▶ [PROBLEM REQUIREMENTS]: Only one span belongs in the answer: the line holding "schema for todo persistence." through the last line of the entries below, retyped exactly.

Collected data

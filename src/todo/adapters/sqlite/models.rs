//! Diesel row models for todo persistence.

use super::schema::tasks;
use crate::todo::domain::Todo;
use diesel::prelude::*;

/// Query result row for todo records.
#[derive(Debug, Clone, Queryable, Selectable)]
#[diesel(table_name = tasks)]
#[diesel(check_for_backend(diesel::sqlite::Sqlite))]
pub struct TaskRow {
    /// Registry-assigned todo identifier.
    pub id: i64,
    /// Work-item description.
    pub name: String,
    /// Canonical `YYYY-MM-DD` due date.
    pub dueby: String,
    /// Normalised status text.
    pub status: String,
}

/// Insert model for todo records.
#[derive(Debug, Clone, Insertable)]
#[diesel(table_name = tasks)]
pub struct NewTaskRow {
    /// Registry-assigned todo identifier.
    pub id: i64,
    /// Work-item description.
    pub name: String,
    /// Canonical `YYYY-MM-DD` due date.
    pub dueby: String,
    /// Normalised status text.
    pub status: String,
}

impl From<&Todo> for NewTaskRow {
    fn from(todo: &Todo) -> Self {
        Self {
            id: todo.id().value(),
            name: todo.description().to_owned(),
            dueby: todo.due().to_string(),
            status: todo.status().as_str().to_owned(),
        }
    }
}
//! Diesel schema for todo persistence.

diesel::table! {
    /// Todo rows in canonical storage form.
    tasks (id) {
        /// Registry-assigned todo identifier.
        id -> BigInt,
        /// Work-item description.
        name -> Text,
        /// Canonical `YYYY-MM-DD` due date.
        dueby -> Text,
        /// Normalised status text.
        status -> Text,
    }
}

▶ [SOLUTION BELOW]:
//! Diesel schema for todo persistence.

diesel::table! {
    /// Todo rows in canonical storage form.
    tasks (id) {
        /// Registry-assigned todo identifier.
        id -> BigInt,
        /// Work-item description.
        name -> Text,
        /// Canonical `YYYY-MM-DD` due date.
        dueby -> Text,
        /// Normalised status text.
        status -> Text,
    }
}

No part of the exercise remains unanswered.